The astronomer al-Bīrūnī (440 AH) wrote in his book al-Qanoon al-Masoudi: "... and this is the dawn (Fajr), which has three types: The first is pointed, elongated, upright, known as the false dawn (Al-Fajr Al-Kadhib) and is also referred to as the 'tail of the wolf' (Dhanab al-Sarhan), and nothing of the religious laws (Shari'a) or official customs depends on it. The second type is flat, spreading horizontally across the horizon, round like a semicircle, with which the world is illuminated, under which animals and humans gather for their habits, and the conditions for acts of worship are fulfilled. The third type is a redness that follows the sun and precedes it, and it is like the first in terms of the religious law ... and depending on the need for dawn (Fajr) and evening twilight, the scholars of this science have made their observations and derived the laws for the time from them, that when the sun sinks below the horizon and this amounts to eighteen parts, this is the time of the beginning of dawn (ṭuluʿ al-fajr) in the east and the time of the disappearance of evening twilight in the west, and because it is not separated from one another, but rather mixed (Commentary: Which means that Al-Fajr Al-Kadhib and Al-Fajr As-Sadiq mix and some could not recognize the beginning and the end), there were differences of opinion in this law, so that some saw it as seventeen parts."
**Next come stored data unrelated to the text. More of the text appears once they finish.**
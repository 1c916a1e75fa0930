//! Tag listing

use anyhow::Result;
use sqlx::SqlitePool;

/// Tag with the number of videos referencing it
#[derive(Debug, Clone, PartialEq, Eq, sqlx::FromRow)]
pub struct TagRecord {
    pub id: i64,
    pub name: String,
    pub video_count: i64,
}

pub struct TagRepository {
    pool: SqlitePool,
}

impl TagRepository {
    pub fn new(pool: SqlitePool) -> Self {
        Self { pool }
    }

    /// List all tags ordered by name
    pub async fn list(&self) -> Result<Vec<TagRecord>> {
        let records = sqlx::query_as::<_, TagRecord>(
            r#"
            SELECT t.id, t.name, COUNT(vt.video_id) AS video_count
            FROM tags t
            LEFT JOIN video_tags vt ON vt.tag_id = t.id
            GROUP BY t.id, t.name
            ORDER BY t.name
            "#,
        )
        .fetch_all(&self.pool)
        .await?;

        Ok(records)
    }
}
The astronomer Ibn al-Zarqālah (493 AH) said in the forty-ninth chapter on the knowledge of twilight (al-shafaq) and the beginning of Fajr (ṭuluʿ al-fajr) in one of his letters: "You look at the sun, and if it has a northern declination, then set the end of the alidade (a rotating measuring device for displaying angles) to the altitude of Aries (al-ḥamal) in your country in the quarter of the altitude, then remove the crossbar from the center of the plate to the side of the mark eighteen... What then remains is the time that the firmament (al-falak) rotates from sunset to the end of twilight and likewise from the beginning of Fajr (ṭuluʿ al-fajr) to sunrise."

The great astronomer Nasir ud-Din at-Tusi (672 AH) said, after he had distinguished between the false Fajr (al-fajr al-kadhib) and the true Fajr (al-fajr as-sadiq): "It has been established through observation (al-rasd) that the beginning of Fajr (awwal al-fajr) and the end of twilight (akhir al-shafaq) are the time when the sun has sunk eighteen degrees below the horizon in relation to its circle of altitude (da'irat irtifā'ihā)."

The astronomer Abu al-Hasan Ali ibn Ja'far ibn Ahmad ibn Yusuf ibn Baas al-Aslami (693 AH) said: "The ninth chapter on the knowledge of the altitude of a star for the beginning of Fajr (ṭuluʿ al-fajr) and the disappearance of twilight (al-yafaq) is based on a circle of 18 from the east for twilight (al-shafaq) and from the west for Fajr, etc." (Commentary: Since the sun is not visible, it is measured based on the altitude of a visible star)

The astronomer al-Qadi Zada (840 AH) said in his commentary on al-Jaghmini's summary on astronomy: "It was established by experience that the beginning of the morning (awwal as-sabah) and the end of the evening twilight (akhir al-shafaq) only occur when the sun is eighteen parts (degrees) below the horizon."

Abu Zaid Abd ur-Rahman ibn Omar as-Susi al-Bu'aqili, known as Ibn al-Mufti (1003 AH), said in the section on the times of the disappearance of twilight (al-shafaq) and the beginning of Fajr (ṭuluʿ al-fajr) and their respective degrees: "It is important to know that the disappearance of twilight (al-shafaq) corresponds to the beginning of Fajr (ṭuluʿ al-fajr), and that is when the sun stands eighteen degrees below the horizon."